Wirtuoz – rzeczownik rodzaju żeńskiego
ADRIAN NOWAK: Czasem spontaniczne nagrania okazują się być bardzo udanym materiałem. Przykładem na to jest płyta „The Romantic Violin recital” młodej polskiej skrzypaczki, na stałe mieszkającej w Stanach Zjednoczonych – Kingi Augustyn. Stypendystka słynnej Julliard School robi za oceanem piękną karierę, krzewiąc przy tym polską i międzynarodową muzykę. Wspomniana płyta to pierwszy koncertowy materiał w dorobku skrzypaczki. Pięknie o niej opowiada.

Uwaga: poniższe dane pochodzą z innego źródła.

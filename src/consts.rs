//! Shared numeric constants for the annotation engine.
//!
//! The `DEFAULT_*` values seed [`crate::config::EditorConfig`]; the rest are
//! fixed tolerances.

// ── Geometry ────────────────────────────────────────────────────

/// Determinants with magnitude below this are treated as singular.
pub const SINGULAR_EPSILON: f64 = 1e-9;

/// Scale-handle ratios below this would collapse a span to a line.
pub const MIN_SCALE_RATIO: f64 = 1e-3;

// ── Viewport ────────────────────────────────────────────────────

/// Relative zoom per wheel notch.
pub const DEFAULT_ZOOM_FACTOR: f64 = 0.05;

/// Rotation per shift+wheel notch, in degrees.
pub const DEFAULT_ROTATE_STEP_DEG: f64 = 5.0;

/// Window after a two-finger gesture ends during which new gestures are ignored.
pub const DEFAULT_TOUCH_DEBOUNCE_MS: f64 = 200.0;

// ── Text input ──────────────────────────────────────────────────

/// Maximum delay between two presses that still counts as a double-click.
pub const DEFAULT_DOUBLE_CLICK_MS: f64 = 500.0;

/// Maximum client-space distance between two presses of a double-click.
pub const DEFAULT_DOUBLE_CLICK_RADIUS_PX: f64 = 8.0;

/// A drawn text box must exceed this in both dimensions (view units).
pub const DEFAULT_MIN_BOX_SIZE: f64 = 1.0;

/// CSS font shorthand used to measure and render transcriptions.
pub const DEFAULT_FONT: &str = "32px serif";

/// Language tag applied to new spans.
pub const DEFAULT_LANG: &str = "en";

// ── Hit-testing ─────────────────────────────────────────────────

/// Screen-space radius of path and scale handles, in pixels.
pub const HANDLE_RADIUS_PX: f64 = 8.0;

– Płyta The Romantic Violin Recital została nagrana na żywo podczas koncertu w Centrum Muzyki Klasycznej DiMenna Center w Nowym Jorku w czerwcu 2015 – wspomina Kinga Augustyn. – Początkowo nie planowałam zrobić z niej nagrania komercyjnego. Moim zamiarem było wykonanie recitalu pięknych i wirtuozowskich utworów, których każdy słuchałby z największą przyjemnością. Często jestem zapraszana do wykonania recitali tego typu w rożnych miastach Stanów Zjednoczonych. Tym razem przyszła kolej na popis wirtuozerii i piękna muzyki skrzypcowej w Nowym Jorku. Wybrałam 10 utworów, które – wiedziałam to – uradują publiczność. „Medytacja” Masseneta była 11. utworem, który wykonaliśmy na bis. Ponieważ jestem Polką, na dodatek do hitów Kreislera, Saint-Saensa czy Sarasatego w programie znalazły się również utwory Wieniawskiego i Chopina (transkrypcje utworów fortepianowych).
Rzeczywiście, materiał jest tutaj bardzo zróżnicowany, co wymaga od artystki nie lada umiejętności w malowania barw instrumentem. Czyni to zresztą wyśmienicie. Z prawdziwie cygańską werwą gra utwory Bartóka czy Sarasatego, by równie swobodnie przejść do interpretacji romantycznych utworów Chopina, czy rozczulić słuchacza „Medytacją” Julesa Masseneta. Artystka wykonuje także muzykę współczesną, jednak płyta ta potwierdza, iż repertuar klasyczny jest jej bardzo bliski, a jego interpretacja dogłębnie przemyślana i urokliwa. Kindze Augustyn towarzyszy w recitalu pianista Evan Solomon tworząc wraz z nią bardzo udany duet. Jego akompaniament pozwala skrzypaczce pokazać swoje wirtuozerskie umiejętności, tworząc jednocześnie wspaniałe tło. Brzmienie fortepianu jest bardzo łagodne, wręcz eteryczne, podkreślające swą barwą i natężeniem, że to właśnie skrzypce mają tutaj wieść prym. On jest tylko towarzyszem w tej muzycznej przygodzie.
Na pewno płyta Kingi Augustyn jest godna polecenia wszystkim miłośnikom skrzypiec. Jedyny problem jak na razie to dostępność dla polskich melomanów, gdyż płytę można chwilowo nabyć tylko na stronie artystki lub w zagranicznych sklepach internetowych.